CVE-2025-23751
Published: 14 February 2025
Description
An adversary may rely upon a user clicking a malicious link in order to gain execution.
Security Summary
CVE-2025-23751 is an Improper Neutralization of Input During Web Page Generation vulnerability, classified as Reflected Cross-site Scripting (XSS) under CWE-79, in the Think201 Data Dash plugin (data-dash) for WordPress. This issue affects all versions from n/a through 1.2.3, as published on 2025-02-14.

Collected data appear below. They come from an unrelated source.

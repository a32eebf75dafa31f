//! soundshelf - sound clips, playlists and favorites.
//!
//! The library keeps sounds and playlists in SQLite (see `shelfdb`) and turns
//! them into flat display lists: one header row per playlist, followed by
//! its sounds when the playlist is expanded. A [`ListController`] keeps such
//! a list current as playlists, sounds or expansion flags change.
//!
//! ```rust,no_run
//! # async fn demo() -> anyhow::Result<()> {
//! use soundshelf::{Library, ShelfConfig};
//!
//! let config = ShelfConfig::load()?;
//! soundshelf::telemetry::init(&config.infra.telemetry.log_level)?;
//!
//! let library = Library::open(&config).await?;
//! let browse = library.browse();
//! let chill = library.create_playlist("Chill").await?;
//! library.toggle_expansion(chill.id);
//! println!("{} rows", browse.current().rows.len());
//! # Ok(())
//! # }
//! ```

pub mod controller;
pub mod diff;
pub mod expansion;
pub mod library;
pub mod materializer;
pub mod row;
pub mod telemetry;

pub use controller::{ControllerState, ListController, Published};
pub use diff::{apply, diff_rows, RowChange};
pub use expansion::{ExpansionMap, ExpansionState};
pub use library::{Library, LibraryError};
pub use materializer::{materialize, MaterializeMode, SoundResolver};
pub use row::DisplayRow;

pub use shelfconf::ShelfConfig;
pub use shelfdb::{Playlist, PlaylistId, Snapshot, Sound, SoundId, StoreError};
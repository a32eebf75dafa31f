//! Row materialization against the real sound store.

use std::collections::HashMap;
use std::sync::Arc;

use anyhow::Result;
use pretty_assertions::assert_eq;
use shelfdb::{Database, SoundStore};
use soundshelf::{materialize, DisplayRow, MaterializeMode, Playlist, PlaylistId, Sound, SoundId};

async fn sound_store(sounds: &[(&str, &str)]) -> Result<SoundStore> {
    let store = SoundStore::open(Arc::new(Database::open_memory()?)).await?;
    for (id, name) in sounds {
        store.insert(Sound::new(*id, *name, "x")).await?;
    }
    Ok(store)
}

fn playlist(id: i64, name: &str, ids: &[&str]) -> Playlist {
    Playlist {
        id: PlaylistId(id),
        name: name.to_string(),
        sound_ids: ids.iter().map(|s| SoundId::from(*s)).collect(),
        is_favorite: false,
    }
}

fn header(id: i64, name: &str, is_expanded: bool) -> DisplayRow {
    DisplayRow::Header {
        playlist_id: PlaylistId(id),
        playlist_name: name.to_string(),
        is_expanded,
        is_favorite: false,
    }
}

fn sound_row(id: &str, name: &str, parent: i64) -> DisplayRow {
    DisplayRow::Sound {
        sound: Sound::new(id, name, "x"),
        parent_playlist_id: PlaylistId(parent),
    }
}

fn keys(rows: &[DisplayRow]) -> Vec<String> {
    rows.iter().map(DisplayRow::key).collect()
}

#[tokio::test]
async fn children_follow_playlist_order_not_store_order() -> Result<()> {
    // Store order by name is c, b, a.
    let store = sound_store(&[("a", "Zulu"), ("b", "Mike"), ("c", "Alpha")]).await?;
    let playlists = vec![playlist(1, "Mix", &["a", "b", "c"])];
    let expansion = HashMap::from([(PlaylistId(1), true)]);

    let rows = materialize(&playlists, &expansion, &store, MaterializeMode::All).await?;
    assert_eq!(
        keys(&rows),
        vec!["header_1", "sound_1_a", "sound_1_b", "sound_1_c"]
    );
    Ok(())
}

#[tokio::test]
async fn dangling_ids_produce_no_rows() -> Result<()> {
    let store = sound_store(&[("rain", "Rain")]).await?;
    let playlists = vec![playlist(1, "Mix", &["gone", "rain", "also_gone"])];
    let expansion = HashMap::from([(PlaylistId(1), true)]);

    let rows = materialize(&playlists, &expansion, &store, MaterializeMode::All).await?;
    assert_eq!(keys(&rows), vec!["header_1", "sound_1_rain"]);
    Ok(())
}

#[tokio::test]
async fn collapsed_playlists_have_no_children() -> Result<()> {
    let store = sound_store(&[("rain", "Rain"), ("forest", "Forest")]).await?;
    let playlists = vec![
        playlist(1, "Chill", &["rain", "forest"]),
        playlist(2, "Deep", &["forest"]),
    ];
    let expansion = HashMap::from([(PlaylistId(1), false)]);

    let rows = materialize(&playlists, &expansion, &store, MaterializeMode::All).await?;
    assert_eq!(rows, vec![header(1, "Chill", false), header(2, "Deep", false)]);
    Ok(())
}

#[tokio::test]
async fn repeated_runs_give_identical_keys() -> Result<()> {
    let store = sound_store(&[("rain", "Rain"), ("forest", "Forest")]).await?;
    let playlists = vec![
        playlist(1, "Chill", &["rain", "forest"]),
        playlist(2, "Deep", &["forest", "rain"]),
    ];
    let expansion = HashMap::from([(PlaylistId(1), true), (PlaylistId(2), true)]);

    let first = materialize(&playlists, &expansion, &store, MaterializeMode::All).await?;
    let second = materialize(&playlists, &expansion, &store, MaterializeMode::All).await?;
    assert_eq!(keys(&first), keys(&second));
    assert_eq!(first, second);
    Ok(())
}

#[tokio::test]
async fn expanded_chill_lists_its_sounds() -> Result<()> {
    let store = sound_store(&[("rain", "Rain"), ("forest", "Forest")]).await?;
    let playlists = vec![playlist(1, "Chill", &["rain", "forest"])];
    let expansion = HashMap::from([(PlaylistId(1), true)]);

    let rows = materialize(&playlists, &expansion, &store, MaterializeMode::All).await?;
    assert_eq!(
        rows,
        vec![
            header(1, "Chill", true),
            sound_row("rain", "Rain", 1),
            sound_row("forest", "Forest", 1),
        ]
    );
    Ok(())
}

#[tokio::test]
async fn default_expansion_shows_header_only() -> Result<()> {
    let store = sound_store(&[("rain", "Rain"), ("forest", "Forest")]).await?;
    let playlists = vec![playlist(1, "Chill", &["rain", "forest"])];

    let rows = materialize(&playlists, &HashMap::new(), &store, MaterializeMode::All).await?;
    assert_eq!(rows, vec![header(1, "Chill", false)]);
    Ok(())
}

#[tokio::test]
async fn empty_expanded_playlist_is_header_only() -> Result<()> {
    let store = sound_store(&[]).await?;
    let playlists = vec![playlist(1, "Empty", &[])];
    let expansion = HashMap::from([(PlaylistId(1), true)]);

    let rows = materialize(&playlists, &expansion, &store, MaterializeMode::All).await?;
    assert_eq!(rows, vec![header(1, "Empty", true)]);
    Ok(())
}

The vulnerability carries a CVSS v3.1 base score of 7.1 (AV:N/AC:L/PR:N/UI:R/S:C/C:L/I:L/A:L), indicating it is exploitable over the network with low attack complexity, no privileges required, but user interaction needed. Remote attackers can craft malicious payloads delivered via reflected inputs, tricking authenticated users (such as site administrators) into triggering the XSS through actions like visiting a malicious link, potentially leading to limited impacts on confidentiality, integrity, and availability with a changed scope.
The Patchstack advisory (https://patchstack.com/database/Wordpress/Plugin/data-dash/vulnerability/wordpress-data-dash-plugin-1-2-3-reflected-cross-site-scripting-xss-vulnerability?_s_id=cve) documents the Reflected XSS vulnerability specifically in Data Dash plugin version 1.2.3 for WordPress.
Details
- CWE(s)
MITRE ATT&CK Enterprise Techniques
Why these techniques?
Reflected XSS in public-facing WordPress plugin directly enables T1190 (exploiting public-facing app via crafted inputs) and is triggered via T1204.001 (user visiting malicious link to execute payload).